---
title: What are "interchangable passphrases" in `vault`, and what does that mean in practice?
---
# What are "interchangable passphrases" in `vault`, and what does that mean in practice?
## What are "interchangable passphrases"?
The "vault" derivation scheme internally uses PBKDF2-HMAC-SHA1[^1] to turn
the master passphrase[^2] into a pseudo-random bit sequence, which then
drives the actual passphrase derivation.
In this context, the master passphrase is passed directly as a key to
HMAC-SHA1, and because HMAC-SHA1 requires keys of exactly 64 bytes size, the
key is thus subject to the HMAC key mapping procedure.
Because the mapping of infinitely many arbitrarily sized keys to 64-byte
sized keys cannot be one-to-one, there exist pairs of keys that behave
identically when passed into (PBKDF2-)HMAC-SHA1, i.e., the keys (master
passphrases) are "interchangable" from the vault scheme's perspective.

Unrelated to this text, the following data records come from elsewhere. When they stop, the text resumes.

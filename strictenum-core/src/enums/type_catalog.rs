//! Type catalog: every named type declared in a unit.
//!
//! Collects `type T ...` specs (and aliases) at any nesting depth, including
//! types declared inside function bodies. Only presence is recorded.

use std::collections::HashSet;

use crate::parse::Unit;
use crate::syntax::{self, kind};

/// Names of all types declared in one unit.
#[derive(Debug, Clone, Default)]
pub struct TypeCatalog {
    names: HashSet<String>,
}

impl TypeCatalog {
    /// Scan every type declaration group of every file in the unit.
    pub fn build(unit: &Unit) -> Self {
        let mut catalog = Self {
            names: HashSet::with_capacity(16),
        };

        for file in unit.files() {
            let source = file.source();
            for decl in syntax::nodes_of_kind(file.root(), kind::TYPE_DECLARATION) {
                for spec in syntax::list_items(decl) {
                    if !matches!(spec.kind(), kind::TYPE_SPEC | kind::TYPE_ALIAS) {
                        continue;
                    }
                    if let Some(name) = spec.child_by_field_name("name") {
                        catalog.names.insert(syntax::text(name, source).to_string());
                    }
                }
            }
        }

        catalog
    }

    pub fn contains(&self, name: &str) -> bool {
        self.names.contains(name)
    }

    pub fn len(&self) -> usize {
        self.names.len()
    }

    pub fn is_empty(&self) -> bool {
        self.names.is_empty()
    }
}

Fundamentally, this is an issue of *encoding*: the master passphrase is
interpreted as an encoding of the HMAC-SHA1 key, and this encoding is not
unique, so the effective space of HMAC-SHA1 keys is reduced through the
presence of "non-canonical" encodings of keys.
[^1]: PBKDF2 is a key derivation function, published in [RFC 2898][].
It uses a pseudo-random function such as HMAC-SHA1 (hashed message
authentication code, specified in [RFC 2104][] and using SHA1 as the
underlying hash function) when processing its input. PBKDF2 passes the
key on to its pseudo-random function, and otherwise only depends on the
output of the pseudo-random function, not on the key.
[^2]: If you use a master SSH key, it is first converted to an "equivalent
master passphrase".
[RFC 2104]: https://datatracker.ietf.org/doc/html/rfc2104
[RFC 2898]: https://datatracker.ietf.org/doc/html/rfc2898
## What is the HMAC key mapping procedure?
???+ abstract "HMAC key mapping procedure"
Let <var>MP</var> denote the master passphrase, and let <var>K</var>
denote the HMAC key candidate. Let <var>B</var> denote the block size
of HMAC-SHA1 in bytes, i.e., `64`. At the beginning,
<var>K</var>·=·<var>MP</var>.
1. If <var>K</var> (=·<var>MP</var>) is larger than <var>B</var>, set
<var>K</var> to `SHA1(K)`. This updates <var>K</var> for all
further steps below.
2. If <var>K</var> is smaller than <var>B</var>, append as many NUL
bytes as necessary to extend <var>K</var> to size <var>B</var>.